SUPPLIED MATERIAL:
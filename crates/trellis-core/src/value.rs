//! Host-side values, element identity and base types

use chrono::{DateTime, NaiveDate, Utc};
use serde::{Deserialize, Serialize};
use std::collections::BTreeMap;
use std::fmt;

/// Declared and free-form property values keyed by name
pub type PropertyMap = BTreeMap<String, Value>;

/// Wire-side property data as sent to or received from a backend
pub type JsonMap = serde_json::Map<String, serde_json::Value>;

/// A property value in its host representation
#[derive(Debug, Clone, PartialEq)]
pub enum Value {
    Null,
    Bool(bool),
    String(String),
    Integer(i32),
    Long(i64),
    Float(f64),
    List(Vec<Value>),
    Dictionary(PropertyMap),
    DateTime(DateTime<Utc>),
    Date(NaiveDate),
}

impl Value {
    /// Name of the host type, used in validation messages
    pub fn type_name(&self) -> &'static str {
        match self {
            Self::Null => "null",
            Self::Bool(_) => "bool",
            Self::String(_) => "string",
            Self::Integer(_) => "integer",
            Self::Long(_) => "long",
            Self::Float(_) => "float",
            Self::List(_) => "list",
            Self::Dictionary(_) => "dictionary",
            Self::DateTime(_) => "datetime",
            Self::Date(_) => "date",
        }
    }

    pub fn is_null(&self) -> bool {
        matches!(self, Self::Null)
    }

    pub fn as_str(&self) -> Option<&str> {
        match self {
            Self::String(s) => Some(s),
            _ => None,
        }
    }

    /// Integer view of `Integer` and `Long`
    pub fn as_i64(&self) -> Option<i64> {
        match self {
            Self::Integer(i) => Some(i64::from(*i)),
            Self::Long(l) => Some(*l),
            _ => None,
        }
    }

    pub fn as_f64(&self) -> Option<f64> {
        match self {
            Self::Float(f) => Some(*f),
            Self::Integer(i) => Some(f64::from(*i)),
            Self::Long(l) => Some(*l as f64),
            _ => None,
        }
    }

    pub fn as_datetime(&self) -> Option<DateTime<Utc>> {
        match self {
            Self::DateTime(dt) => Some(*dt),
            _ => None,
        }
    }
}

impl fmt::Display for Value {
    fn fmt(&self, f: &mut fmt::Formatter<'_>) -> fmt::Result {
        match self {
            Self::Null => write!(f, "null"),
            Self::Bool(b) => write!(f, "{b}"),
            Self::String(s) => write!(f, "{s}"),
            Self::Integer(i) => write!(f, "{i}"),
            Self::Long(l) => write!(f, "{l}"),
            Self::Float(x) => write!(f, "{x}"),
            Self::List(items) => {
                write!(f, "[")?;
                for (i, item) in items.iter().enumerate() {
                    if i > 0 {
                        write!(f, ", ")?;
                    }
                    write!(f, "{item}")?;
                }
                write!(f, "]")
            }
            Self::Dictionary(map) => {
                write!(f, "{{")?;
                for (i, (k, v)) in map.iter().enumerate() {
                    if i > 0 {
                        write!(f, ", ")?;
                    }
                    write!(f, "{k}: {v}")?;
                }
                write!(f, "}}")
            }
            Self::DateTime(dt) => write!(f, "{}", dt.to_rfc3339()),
            Self::Date(d) => write!(f, "{d}"),
        }
    }
}

impl From<&str> for Value {
    fn from(s: &str) -> Self {
        Self::String(s.to_string())
    }
}

impl From<String> for Value {
    fn from(s: String) -> Self {
        Self::String(s)
    }
}

impl From<bool> for Value {
    fn from(b: bool) -> Self {
        Self::Bool(b)
    }
}

impl From<i32> for Value {
    fn from(i: i32) -> Self {
        Self::Integer(i)
    }
}

impl From<i64> for Value {
    fn from(l: i64) -> Self {
        Self::Long(l)
    }
}

impl From<f64> for Value {
    fn from(x: f64) -> Self {
        Self::Float(x)
    }
}

impl From<DateTime<Utc>> for Value {
    fn from(dt: DateTime<Utc>) -> Self {
        Self::DateTime(dt)
    }
}

impl From<NaiveDate> for Value {
    fn from(d: NaiveDate) -> Self {
        Self::Date(d)
    }
}

impl<T: Into<Value>> From<Vec<T>> for Value {
    fn from(items: Vec<T>) -> Self {
        Self::List(items.into_iter().map(Into::into).collect())
    }
}

impl From<PropertyMap> for Value {
    fn from(map: PropertyMap) -> Self {
        Self::Dictionary(map)
    }
}

impl<T: Into<Value>> From<Option<T>> for Value {
    fn from(opt: Option<T>) -> Self {
        opt.map_or(Self::Null, Into::into)
    }
}

/// Identity of a vertex or edge as assigned by the backend
///
/// Canonical decimal strings normalize to `Int` so that `"42"` and `42`
/// name the same element regardless of how the backend encoded it. Other
/// numeric-looking strings such as `"007"` or `"+5"` stay strings.
#[derive(Debug, Clone, PartialEq, Eq, Hash, PartialOrd, Ord, Serialize, Deserialize)]
#[serde(untagged)]
pub enum ElementId {
    Int(i64),
    Str(String),
}

impl ElementId {
    /// Parse an id from its textual form
    pub fn parse(raw: &str) -> Self {
        let trimmed = raw.trim();
        match trimmed.parse::<i64>() {
            Ok(n) if n.to_string() == trimmed => Self::Int(n),
            _ => Self::Str(trimmed.to_string()),
        }
    }

    /// Read an id from a wire value (number or string)
    pub fn from_json(value: &serde_json::Value) -> Option<Self> {
        match value {
            serde_json::Value::Number(n) => n.as_i64().map(Self::Int),
            serde_json::Value::String(s) if !s.is_empty() => Some(Self::parse(s)),
            _ => None,
        }
    }

    /// Wire form of this id
    pub fn to_json(&self) -> serde_json::Value {
        match self {
            Self::Int(n) => serde_json::Value::from(*n),
            Self::Str(s) => serde_json::Value::from(s.as_str()),
        }
    }

    /// Id of the resource named by the last path segment of a locator
    ///
    /// `http://localhost:7474/db/data/node/42` yields `42`.
    pub fn from_locator(uri: &str) -> Option<Self> {
        uri.trim_end_matches('/')
            .rsplit('/')
            .next()
            .filter(|segment| !segment.is_empty())
            .map(Self::parse)
    }
}

impl fmt::Display for ElementId {
    fn fmt(&self, f: &mut fmt::Formatter<'_>) -> fmt::Result {
        match self {
            Self::Int(n) => write!(f, "{n}"),
            Self::Str(s) => write!(f, "{s}"),
        }
    }
}

impl From<i64> for ElementId {
    fn from(n: i64) -> Self {
        Self::Int(n)
    }
}

impl From<&str> for ElementId {
    fn from(s: &str) -> Self {
        Self::parse(s)
    }
}

impl From<String> for ElementId {
    fn from(s: String) -> Self {
        Self::parse(&s)
    }
}

/// The two built-in element kinds
#[derive(Debug, Clone, Copy, PartialEq, Eq, Hash, Serialize, Deserialize)]
#[serde(rename_all = "lowercase")]
pub enum BaseType {
    Vertex,
    Edge,
}

impl BaseType {
    pub fn as_str(&self) -> &'static str {
        match self {
            Self::Vertex => "vertex",
            Self::Edge => "edge",
        }
    }

    /// Parse `"vertex"` or `"edge"`
    pub fn parse(s: &str) -> Option<Self> {
        match s {
            "vertex" => Some(Self::Vertex),
            "edge" => Some(Self::Edge),
            _ => None,
        }
    }
}

impl fmt::Display for BaseType {
    fn fmt(&self, f: &mut fmt::Formatter<'_>) -> fmt::Result {
        f.write_str(self.as_str())
    }
}

/// Traversal direction relative to a vertex
#[derive(Debug, Clone, Copy, PartialEq, Eq)]
pub enum Direction {
    Out,
    In,
    Both,
}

TO DO: Reproduce only the lines above spanning from the line containing "impl<T: Into<Value>> From<Vec<T>>" through the line containing "Canonical decimal strings", word for word.

EXERCISE RESULT:
impl<T: Into<Value>> From<Vec<T>> for Value {
    fn from(items: Vec<T>) -> Self {
        Self::List(items.into_iter().map(Into::into).collect())
    }
}

impl From<PropertyMap> for Value {
    fn from(map: PropertyMap) -> Self {
        Self::Dictionary(map)
    }
}

impl<T: Into<Value>> From<Option<T>> for Value {
    fn from(opt: Option<T>) -> Self {
        opt.map_or(Self::Null, Into::into)
    }
}

/// Identity of a vertex or edge as assigned by the backend
///
/// Canonical decimal strings normalize to `Int` so that `"42"` and `42`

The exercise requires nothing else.